Mateo Aimerich (1715 – 1799) was a philologist born in Bordils, Province of Girona, Spain.

== Life ==
He entered the Society of Jesus (Jesuits) at eighteen, and later taught philosophy and theology in several Jesuit colleges. He was subsequently rector of Barcelona and Cervera, and chancellor of the University of Gandia. He was in Madrid, supervising the printing of some books, when the decree of the expulsion of the Society from Spain was announced. He moved to Ferrara, Italy where, in exile, he carried out much of his philological work. His only resource was the public library, which his infirmities often prevented him from consulting.

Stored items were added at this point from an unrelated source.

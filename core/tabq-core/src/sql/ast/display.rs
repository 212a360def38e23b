//! Canonical SQL text of statement nodes

use super::*;
use std::fmt::{self, Display, Formatter, Write};

fn write_list<T: Display>(f: &mut Formatter<'_>, items: &[T], sep: &str) -> fmt::Result {
    for (i, item) in items.iter().enumerate() {
        if i > 0 {
            f.write_str(sep)?;
        }
        write!(f, "{item}")?;
    }
    Ok(())
}

fn write_literal(f: &mut Formatter<'_>, value: &Value) -> fmt::Result {
    match value {
        Value::String(s) => {
            f.write_char('\'')?;
            f.write_str(&s.replace('\'', "''"))?;
            f.write_char('\'')
        }
        Value::Datetime(_) => write!(f, "'{value}'"),
        other => write!(f, "{other}"),
    }
}

fn write_operand(f: &mut Formatter<'_>, expr: &Expr, parenthesize: bool) -> fmt::Result {
    if parenthesize { write!(f, "({expr})") } else { write!(f, "{expr}") }
}

fn precedence(op: ArithmeticOperator) -> u8 {
    match op {
        ArithmeticOperator::Add | ArithmeticOperator::Subtract => 1,
        _ => 2,
    }
}

fn child_precedence(child: &Expr) -> Option<u8> {
    match child {
        Expr::Arithmetic { op, .. } => Some(precedence(*op)),
        _ => None,
    }
}

fn not(negated: bool) -> &'static str {
    if negated { "NOT " } else { "" }
}

impl Display for ColumnRef {
    fn fmt(&self, f: &mut Formatter<'_>) -> fmt::Result {
        match &self.qualifier {
            Some(q) => write!(f, "{q}.{}", self.name),
            None => f.write_str(&self.name),
        }
    }
}

impl Display for Expr {
    fn fmt(&self, f: &mut Formatter<'_>) -> fmt::Result {
        match self {
            Expr::Literal(v) => write_literal(f, v),
            Expr::Column(c) => write!(f, "{c}"),
            Expr::AllColumns(None) => f.write_str("*"),
            Expr::AllColumns(Some(q)) => write!(f, "{q}.*"),
            Expr::Variable(name) => write!(f, "@{name}"),
            Expr::Arithmetic { left, op, right } => {
                let p = precedence(*op);
                write_operand(f, left, child_precedence(left).is_some_and(|c| c < p))?;
                write!(f, " {op} ")?;
                write_operand(f, right, child_precedence(right).is_some_and(|c| c <= p))
            }
            Expr::UnaryMinus(e) => write!(f, "-{e}"),
            Expr::Concat(items) => write_list(f, items, " || "),
            Expr::Comparison { left, op, right } => write!(f, "{left} {op} {right}"),
            Expr::Is { expr, test, negated } => {
                let test = match test {
                    IsTest::Null => "NULL",
                    IsTest::True => "TRUE",
                    IsTest::False => "FALSE",
                    IsTest::Unknown => "UNKNOWN",
                };
                write!(f, "{expr} IS {}{test}", not(*negated))
            }
            Expr::Between { expr, low, high, negated } => {
                write!(f, "{expr} {}BETWEEN {low} AND {high}", not(*negated))
            }
            Expr::Like { expr, pattern, negated } => write!(f, "{expr} {}LIKE {pattern}", not(*negated)),
            Expr::InList { expr, list, negated } => {
                write!(f, "{expr} {}IN (", not(*negated))?;
                write_list(f, list, ", ")?;
                f.write_char(')')
            }
            Expr::InSubquery { expr, query, negated } => write!(f, "{expr} {}IN ({query})", not(*negated)),
            Expr::Quantified { left, op, quantifier, query } => {
                let q = match quantifier {
                    Quantifier::Any => "ANY",
                    Quantifier::All => "ALL",
                };
                write!(f, "{left} {op} {q} ({query})")
            }
            Expr::Exists(query) => write!(f, "EXISTS ({query})"),
            Expr::Subquery(query) => write!(f, "({query})"),
            Expr::And(l, r) => {
                write_operand(f, l, matches!(**l, Expr::Or(..)))?;
                f.write_str(" AND ")?;
                write_operand(f, r, matches!(**r, Expr::Or(..)))
            }
            Expr::Or(l, r) => write!(f, "{l} OR {r}"),
            Expr::Not(e) => write!(f, "NOT {e}"),
            Expr::Case { operand, branches, else_result } => {
                f.write_str("CASE")?;
                if let Some(op) = operand {
                    write!(f, " {op}")?;
                }
                for (when, then) in branches {
                    write!(f, " WHEN {when} THEN {then}")?;
                }
                if let Some(e) = else_result {
                    write!(f, " ELSE {e}")?;
                }
                f.write_str(" END")
            }
            Expr::Function(call) => write!(f, "{call}"),
            Expr::Analytic(call) => write!(f, "{call}"),
        }
    }
}

impl Display for FunctionCall {
    fn fmt(&self, f: &mut Formatter<'_>) -> fmt::Result {
        write!(f, "{}(", self.name.to_uppercase())?;
        if self.distinct {
            f.write_str("DISTINCT ")?;
        }
        write_list(f, &self.args, ", ")?;
        f.write_char(')')
    }
}

impl Display for AnalyticCall {
    fn fmt(&self, f: &mut Formatter<'_>) -> fmt::Result {
        write!(f, "{} OVER (", self.function)?;
        if !self.partition_by.is_empty() {
            f.write_str("PARTITION BY ")?;
            write_list(f, &self.partition_by, ", ")?;
            if !self.order_by.is_empty() {
                f.write_char(' ')?;
            }
        }
        if !self.order_by.is_empty() {
            f.write_str("ORDER BY ")?;
            write_list(f, &self.order_by, ", ")?;
        }
        f.write_char(')')
    }
}

impl Display for OrderItem {
    fn fmt(&self, f: &mut Formatter<'_>) -> fmt::Result {
        write!(f, "{}", self.expr)?;
        if self.direction == SortDirection::Desc {
            f.write_str(" DESC")?;
        }
        match self.nulls {
            Some(NullPosition::First) => f.write_str(" NULLS FIRST"),
            Some(NullPosition::Last) => f.write_str(" NULLS LAST"),
            None => Ok(()),
        }
    }
}

impl Display for SelectField {
    fn fmt(&self, f: &mut Formatter<'_>) -> fmt::Result {
        write!(f, "{}", self.expr)?;
        if let Some(alias) = &self.alias {
            write!(f, " AS {alias}")?;
        }
        Ok(())
    }
}

impl Display for TableExpr {
    fn fmt(&self, f: &mut Formatter<'_>) -> fmt::Result {
        match self {
            TableExpr::Table { name, alias: Some(alias) } => write!(f, "{name} AS {alias}"),
            TableExpr::Table { name, alias: None } => f.write_str(name),
            TableExpr::Subquery { query, alias } => write!(f, "({query}) AS {alias}"),
            TableExpr::Join(join) => {
                let kind = match (join.kind, &join.constraint) {
                    (JoinKind::Cross, _) => "CROSS JOIN",
                    (JoinKind::Inner, JoinConstraint::Natural) => "NATURAL JOIN",
                    (JoinKind::Inner, _) => "INNER JOIN",
                    (JoinKind::Left, JoinConstraint::Natural) => "NATURAL LEFT JOIN",
                    (JoinKind::Left, _) => "LEFT JOIN",
                    (JoinKind::Right, JoinConstraint::Natural) => "NATURAL RIGHT JOIN",
                    (JoinKind::Right, _) => "RIGHT JOIN",
                    (JoinKind::Full, JoinConstraint::Natural) => "NATURAL FULL JOIN",
                    (JoinKind::Full, _) => "FULL JOIN",
                };
                write!(f, "{} {kind} {}", join.left, join.right)?;
                match &join.constraint {
                    JoinConstraint::On(cond) => write!(f, " ON {cond}"),
                    JoinConstraint::Using(cols) => {
                        f.write_str(" USING (")?;
                        write_list(f, cols, ", ")?;
                        f.write_char(')')
                    }
                    JoinConstraint::None | JoinConstraint::Natural => Ok(()),
                }
            }
        }
    }
}

impl Display for SelectEntity {
    fn fmt(&self, f: &mut Formatter<'_>) -> fmt::Result {
        f.write_str("SELECT ")?;
        if self.distinct {
            f.write_str("DISTINCT ")?;
        }
        write_list(f, &self.fields, ", ")?;
        if !self.from.is_empty() {
            f.write_str(" FROM ")?;
            write_list(f, &self.from, ", ")?;
        }
        if let Some(cond) = &self.where_clause {
            write!(f, " WHERE {cond}")?;
        }
        if !self.group_by.is_empty() {
            f.write_str(" GROUP BY ")?;
            write_list(f, &self.group_by, ", ")?;
        }
        if let Some(cond) = &self.having {
            write!(f, " HAVING {cond}")?;
        }
        Ok(())
    }
}

impl Display for QueryBody {
    fn fmt(&self, f: &mut Formatter<'_>) -> fmt::Result {
        match self {
            QueryBody::Entity(entity) => write!(f, "{entity}"),
            QueryBody::SetOperation { left, op, all, right } => {
                let op = match op {
                    SetOperator::Union => "UNION",
                    SetOperator::Intersect => "INTERSECT",
                    SetOperator::Except => "EXCEPT",
                };
                let all = if *all { " ALL" } else { "" };
                write!(f, "{left} {op}{all} {right}")
            }
        }
    }
}

impl Display for SelectQuery {
    fn fmt(&self, f: &mut Formatter<'_>) -> fmt::Result {
        if !self.with.is_empty() {
            f.write_str("WITH ")?;
            for (i, table) in self.with.iter().enumerate() {
                if i > 0 {
                    f.write_str(", ")?;
                }
                f.write_str(&table.name)?;
                if !table.columns.is_empty() {
                    f.write_str(" (")?;
                    write_list(f, &table.columns, ", ")?;
                    f.write_char(')')?;
                }
                write!(f, " AS ({})", table.query)?;
            }
            f.write_char(' ')?;
        }
        write!(f, "{}", self.body)?;
        if !self.order_by.is_empty() {
            f.write_str(" ORDER BY ")?;
            write_list(f, &self.order_by, ", ")?;
        }
        if let Some(limit) = &self.limit {
            write!(f, " LIMIT {}", limit.count)?;
            if limit.percent {
                f.write_str(" PERCENT")?;
            }
            if limit.with_ties {
                f.write_str(" WITH TIES")?;
            }
        }
        if let Some(offset) = &self.offset {
            write!(f, " OFFSET {offset}")?;
        }
        Ok(())
    }
}

#[cfg(test)]
mod tests {
    use super::*;

    #[test]
    fn expression_text() {
        let expr = (col("c1") + lit(1)).gt(lit("a'b"));
        assert_eq!(expr.to_string(), "c1 + 1 > 'a''b'");
        assert_eq!(func("sum", vec![qcol("t", "c2")]).to_string(), "SUM(t.c2)");
        assert_eq!(count_all().to_string(), "COUNT(*)");
        let nested = (col("a") + col("b")) * col("c");
        assert_eq!(nested.to_string(), "(a + b) * c");
    }

    #[test]
    fn query_text() {
        let query = SelectEntity::new()
            .field(col("c1"))
            .from_table("t")
            .filter(col("c1").gt(lit(1)))
            .into_query()
            .order_by(vec![OrderItem::desc(col("c1"))])
            .limit(2);
        assert_eq!(query.to_string(), "SELECT c1 FROM t WHERE c1 > 1 ORDER BY c1 DESC LIMIT 2");
    }

    #[test]
    fn analytic_text() {
        let call = analytic("rank", vec![], vec![col("c1")], vec![OrderItem::asc(col("c2"))]);
        assert_eq!(call.to_string(), "RANK() OVER (PARTITION BY c1 ORDER BY c2)");
    }
}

Aimerich died in Ferrara, in 1799.

== Works ==
Besides some works of scholastic philosophy, ascetical works, and discourses, Aimerich wrote:

- Nomina et acta Episcoporum Barcinonencium
- Quinti Moderati Censorini de vitâ et morte linguae Paradoxa philologica, criticis nonnullis dissertationibus opposite, asserta, et probata, of which there were but a few copies printed; the book is consequently very rare.
- a defense of the preceding work;
- Specimen veteris romanae literaturae deperditae vel adhuc latentis;
- Novum Lexicon historicum et criticum antiquae romanae literaturae. This work, which is the sequel to the preceding, was the one which made Aimerich's reputation. He left also an MS., which was a supplement to his dictionary; and a number of Latin discourses.